Земными стараниями мы ничего не меняем, а лишь раскачиваем лодку с борта на борт, создавая иллюзию движения. Возможно, в этом и состоит хитроумный замысел создателя мира — чтобы мы на Земле не скучали. Уродства жизни обретают порою такой отвратительный вид, что рука невольно тянется оттолкнуть их. И вот суденышко уже накренилось — и кажется, что мы плывем.
Я помню, как весною забрел на территорию яблоневого сада, заложенного еще в первые послевоенные годы, и теперь оказавшегося в черте стройки. Зеленый оазис какое-то время держался посреди изуродованной бульдозерами земли, но вот кварталы дошагали до его границ. Появился акт приемки сада на баланс будущего завода. Это означало, что ему подписан смертный приговор.
Три гектара яблони европейской, больше двух с половиной гектаров яблони-ранета, четыре гектара малины «Новость» должны были пойти под нож. Все закорючки подписей уже были собраны.
Я приехал, когда операция началась. Деревья вырывали экскаваторами, сшибали панелевозами — а они продолжали цвести даже полузасыпанные грунтом. Смотреть на полузаваленную цветущую яблоню, как она тянет свои цветки к солнцу, а вокруг все ревет, грохочет, осыпается и матерится, — зрелище не для слабонервных.

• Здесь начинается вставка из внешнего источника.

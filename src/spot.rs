//! Solving one betting spot end to end.
//!
//! Hero cards and board go in; the villain range is built from the undealt
//! cards, every combo gets hero's equity, and the registry runs each solver
//! variant over the same context. The highest-priority success is reported.

use std::fmt;

use rand::Rng;
use serde::{Deserialize, Serialize};

use crate::cancel::{is_cancelled, Ticket};
use crate::cards::{find_duplicate, mask_of, Card, DECK};
use crate::cfr::{SolveSummary, SolverContext};
use crate::config::{EngineConfig, DEFAULT_ITERATIONS};
use crate::error::{PokerError, PokerResult};
use crate::math_engine::{bet_amount, mdf, pot_odds};
use crate::range::{build_range, Profile};
use crate::registry::{SolverRegistry, SolverResult};

pub const MIN_BET_PERCENT: f64 = 1.0;
pub const MAX_BET_PERCENT: f64 = 400.0;

#[derive(Debug, Clone, PartialEq, Serialize, Deserialize)]
#[serde(default)]
pub struct SolverSettings {
    pub pot_size: f64,
    pub effective_stack: f64,
    /// Hero's bet as a percentage of the pot.
    pub bet_size_percent: f64,
    pub opponent_profile: Profile,
    pub iterations: u32,
    /// Optional range notation narrowing the villain's holdings.
    pub range: Option<String>,
    /// Fixed seed for the sampling steps; random when absent.
    pub seed: Option<u64>,
}

impl Default for SolverSettings {
    fn default() -> Self {
        SolverSettings {
            pot_size: 10.0,
            effective_stack: 100.0,
            bet_size_percent: 75.0,
            opponent_profile: Profile::Balanced,
            iterations: DEFAULT_ITERATIONS,
            range: None,
            seed: None,
        }
    }
}

fn non_negative(value: f64) -> f64 {
    if value.is_finite() {
        value.max(0.0)
    } else {
        0.0
    }
}

impl SolverSettings {
    /// Settings with every field pulled into its supported range.
    pub fn clamped(&self) -> Self {
        let bet_size_percent = if self.bet_size_percent.is_nan() {
            MIN_BET_PERCENT
        } else {
            self.bet_size_percent.clamp(MIN_BET_PERCENT, MAX_BET_PERCENT)
        };
        SolverSettings {
            pot_size: non_negative(self.pot_size),
            effective_stack: non_negative(self.effective_stack),
            bet_size_percent,
            iterations: EngineConfig::clamp_iterations(self.iterations),
            ..self.clone()
        }
    }
}

#[derive(Debug, Clone, Copy, PartialEq, Eq, Serialize)]
#[serde(rename_all = "kebab-case")]
pub enum UnavailableReason {
    HeroCardsMissing,
    BoardTooLong,
    InsufficientDeck,
    RangeUnavailable,
    SimulationFailed,
    BetParametersMissing,
}

impl UnavailableReason {
    pub fn as_str(self) -> &'static str {
        match self {
            UnavailableReason::HeroCardsMissing => "hero-cards-missing",
            UnavailableReason::BoardTooLong => "board-too-long",
            UnavailableReason::InsufficientDeck => "insufficient-deck",
            UnavailableReason::RangeUnavailable => "range-unavailable",
            UnavailableReason::SimulationFailed => "simulation-failed",
            UnavailableReason::BetParametersMissing => "bet-parameters-missing",
        }
    }

    pub fn message(self) -> &'static str {
        match self {
            UnavailableReason::HeroCardsMissing => "Hero needs exactly two hole cards",
            UnavailableReason::BoardTooLong => "The board holds at most five cards",
            UnavailableReason::InsufficientDeck => "Not enough undealt cards for a villain hand and the runout",
            UnavailableReason::RangeUnavailable => "No villain combos with positive weight",
            UnavailableReason::SimulationFailed => "No solver produced a result",
            UnavailableReason::BetParametersMissing => "Pot, bet size and stack must allow a positive bet",
        }
    }
}

impl fmt::Display for UnavailableReason {
    fn fmt(&self, f: &mut fmt::Formatter<'_>) -> fmt::Result {
        f.write_str(self.as_str())
    }
}

#[derive(Debug, Clone, PartialEq, Serialize)]
pub struct SolverReport {
    pub hero: [Card; 2],
    pub board: Vec<Card>,
    pub profile: Profile,
    pub pot_size: f64,
    pub effective_stack: f64,
    pub bet_size_percent: f64,
    /// Bet actually used: percentage of the pot, capped at the stack.
    pub bet_size: f64,
    pub iterations: u32,
    pub pot_odds: f64,
    pub mdf: f64,
    /// Hero equity against the whole weighted range.
    pub hero_equity: f64,
    pub range_combos: usize,
    pub range_weight: f64,
    pub equity_simulations: u64,
    pub primary_id: String,
    pub primary_label: String,
    pub primary: SolveSummary,
    pub results: Vec<SolverResult>,
}

#[derive(Debug, Clone, PartialEq, Serialize)]
#[serde(tag = "status", rename_all = "snake_case")]
pub enum SpotOutcome {
    Solved(Box<SolverReport>),
    Unavailable { reason: UnavailableReason },
}

impl SpotOutcome {
    fn unavailable(reason: UnavailableReason) -> Self {
        log::debug!("spot unavailable: {}", reason);
        SpotOutcome::Unavailable { reason }
    }

    pub fn report(&self) -> Option<&SolverReport> {
        match self {
            SpotOutcome::Solved(report) => Some(report),
            SpotOutcome::Unavailable { .. } => None,
        }
    }

    pub fn reason(&self) -> Option<UnavailableReason> {
        match self {
            SpotOutcome::Solved(_) => None,
            SpotOutcome::Unavailable { reason } => Some(*reason),
        }
    }
}

pub struct SpotSolver {
    config: EngineConfig,
    registry: SolverRegistry,
}

impl SpotSolver {
    pub fn new(config: EngineConfig) -> Self {
        Self::with_registry(config, SolverRegistry::with_defaults())
    }

    pub fn with_registry(config: EngineConfig, registry: SolverRegistry) -> Self {
        SpotSolver { config, registry }
    }

    pub fn config(&self) -> &EngineConfig {
        &self.config
    }

    pub fn registry(&self) -> &SolverRegistry {
        &self.registry
    }

    /// Solves hero's bet-or-check decision.
    ///
    /// Situations the engine cannot solve come back as
    /// [`SpotOutcome::Unavailable`]. Duplicate cards, bad range notation and a
    /// superseded ticket are errors.
    pub fn solve_spot(
        &self,
        hero: &[Card],
        board: &[Card],
        used: &[Card],
        settings: &SolverSettings,
        ticket: Option<&Ticket>,
    ) -> PokerResult<SpotOutcome> {
        let settings = settings.clamped();

        let hero: [Card; 2] = match hero {
            [a, b] => [*a, *b],
            _ => return Ok(SpotOutcome::unavailable(UnavailableReason::HeroCardsMissing)),
        };
        if board.len() > 5 {
            return Ok(SpotOutcome::unavailable(UnavailableReason::BoardTooLong));
        }
        if let Some(card) = find_duplicate([&hero[..], board]) {
            return Err(PokerError::DuplicateCard(card));
        }

        let dead = mask_of(&hero) | mask_of(board) | mask_of(used);
        let available: Vec<Card> = DECK.iter().copied().filter(|c| dead & c.mask() == 0).collect();
        if available.len() < 2 || available.len() - 2 < 5 - board.len() {
            return Ok(SpotOutcome::unavailable(UnavailableReason::InsufficientDeck));
        }

        let bet = bet_amount(settings.pot_size, settings.bet_size_percent, settings.effective_stack);
        if !(bet > 0.0) || !(settings.pot_size > 0.0) {
            return Ok(SpotOutcome::unavailable(UnavailableReason::BetParametersMissing));
        }

        let mut range = build_range(&available, settings.opponent_profile);
        if let Some(notation) = settings.range.as_deref().filter(|n| !n.trim().is_empty()) {
            range = range.restrict(notation)?;
        }
        if !range.is_usable() {
            return Ok(SpotOutcome::unavailable(UnavailableReason::RangeUnavailable));
        }

        let seed = settings.seed.unwrap_or_else(|| rand::thread_rng().gen());
        let annotated = range.annotate_hero_equity(hero, board, &available, &self.config, seed, ticket);
        let simulations = match annotated {
            Ok(sims) => sims,
            Err(PokerError::Cancelled) => return Err(PokerError::Cancelled),
            Err(err) => {
                log::warn!("hero equity annotation failed: {}", err);
                return Ok(SpotOutcome::unavailable(UnavailableReason::SimulationFailed));
            }
        };
        if simulations == 0 {
            return Ok(SpotOutcome::unavailable(UnavailableReason::SimulationFailed));
        }
        let hero_equity = range.hero_equity();
        log::debug!(
            "{} villain combos, hero equity {:.3} over {} simulations",
            range.len(),
            hero_equity,
            simulations
        );

        let ctx = SolverContext {
            range: &range,
            hero_equity,
            pot: settings.pot_size,
            bet,
            stack: settings.effective_stack,
            iterations: settings.iterations,
            seed,
            config: &self.config,
            ticket,
        };
        let outcome = self.registry.solve_all(&ctx);
        if is_cancelled(ticket) {
            return Err(PokerError::Cancelled);
        }
        let Some(primary) = outcome.primary().cloned() else {
            return Ok(SpotOutcome::unavailable(UnavailableReason::SimulationFailed));
        };
        let Some(summary) = primary.summary else {
            return Ok(SpotOutcome::unavailable(UnavailableReason::SimulationFailed));
        };

        Ok(SpotOutcome::Solved(Box::new(SolverReport {
            hero,
            board: board.to_vec(),
            profile: settings.opponent_profile,
            pot_size: settings.pot_size,
            effective_stack: settings.effective_stack,
            bet_size_percent: settings.bet_size_percent,
            bet_size: bet,
            iterations: settings.iterations,
            pot_odds: pot_odds(settings.pot_size, bet)?,
            mdf: mdf(bet, settings.pot_size)?,
            hero_equity,
            range_combos: range.len(),
            range_weight: range.total_weight(),
            equity_simulations: simulations,
            primary_id: primary.id,
            primary_label: primary.label,
            primary: summary,
            results: outcome.results,
        })))
    }
}

/// [`SpotSolver::solve_spot`] with the default configuration and solvers.
pub fn solve_spot(
    hero: &[Card],
    board: &[Card],
    used: &[Card],
    settings: &SolverSettings,
) -> PokerResult<SpotOutcome> {
    SpotSolver::new(EngineConfig::default()).solve_spot(hero, board, used, settings, None)
}
//! Supersession of in-flight computations.
//!
//! Interactive callers re-trigger equity or solver runs on every card change.
//! Each run takes a [`Ticket`] from a shared [`Generation`]; issuing a newer
//! ticket makes every older one stale, and long-running loops poll
//! [`Ticket::is_stale`] once per outer iteration and bail out with nothing
//! published.

use std::sync::atomic::{AtomicU64, Ordering};
use std::sync::Arc;

#[derive(Debug, Clone, Default)]
pub struct Generation {
    current: Arc<AtomicU64>,
}

impl Generation {
    pub fn new() -> Self {
        Self::default()
    }

    /// Starts a new request, invalidating every ticket issued before it.
    pub fn issue(&self) -> Ticket {
        let issued = self.current.fetch_add(1, Ordering::AcqRel) + 1;
        Ticket {
            current: Arc::clone(&self.current),
            issued,
        }
    }

    /// Invalidates every outstanding ticket without starting a new request.
    pub fn cancel_all(&self) {
        self.current.fetch_add(1, Ordering::AcqRel);
    }
}

#[derive(Debug, Clone)]
pub struct Ticket {
    current: Arc<AtomicU64>,
    issued: u64,
}

impl Ticket {
    #[inline]
    pub fn is_stale(&self) -> bool {
        self.current.load(Ordering::Acquire) != self.issued
    }
}

/// True when an optional ticket exists and has been superseded.
#[inline]
pub fn is_cancelled(ticket: Option<&Ticket>) -> bool {
    ticket.is_some_and(Ticket::is_stale)
}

Я ходил от одного начальника к другому, всем надоел, на меня оглядывались, как на ненормального, совали мне документы: все по правилам, сад списан.
— Вы что, молодой человек, против строительства жилья? — раздраженно спросил меня некто Фойгт Александр Павлович, заместитель директора строящегося завода.
Вот паразит, подумал я. Привык задавать вопросы. Я пошел бунтовать механизаторов. Экскаваторщик как раз примеривался, как берет его машина после ремонта.
— Как же так? — спросил я. — Ведь живые деревья!
— А что? Начальство сказало: «Проект». Я лично себе пару яблонь выкопал, в свой сад. Тут и куратор заводоуправления был, тоже не побрезговал.
Подошел мастер. Поинтересовался, о чем речь.
— Нам чертежи дали, мы свое дело делаем. Мы-то еще милостиво. А вот дома начнут строить, краны ставить, длинномеры пойдут, материалы начнут завозить, сваливать, склады разбивать, тут все искромсают. И яблони, и тополя.
Неважный был из меня агитатор. Я говорил об уникальности таких садов для Сибири. Рисовал картину апокалипсиса: разрастется завод, задымит, газы задушат поселок. Апеллировал, если не к разуму, то к сердцу и ругал начальство. Просил подождать, не добивать то, что осталось. Обещал найти управу на головотяпов. Меня слушали молча. Механизаторы в черных промасленных одеждах, стоявшие кружком около гусениц экскаватора, топтались, как вороны на снегу — на фоне белых от цветения деревьев.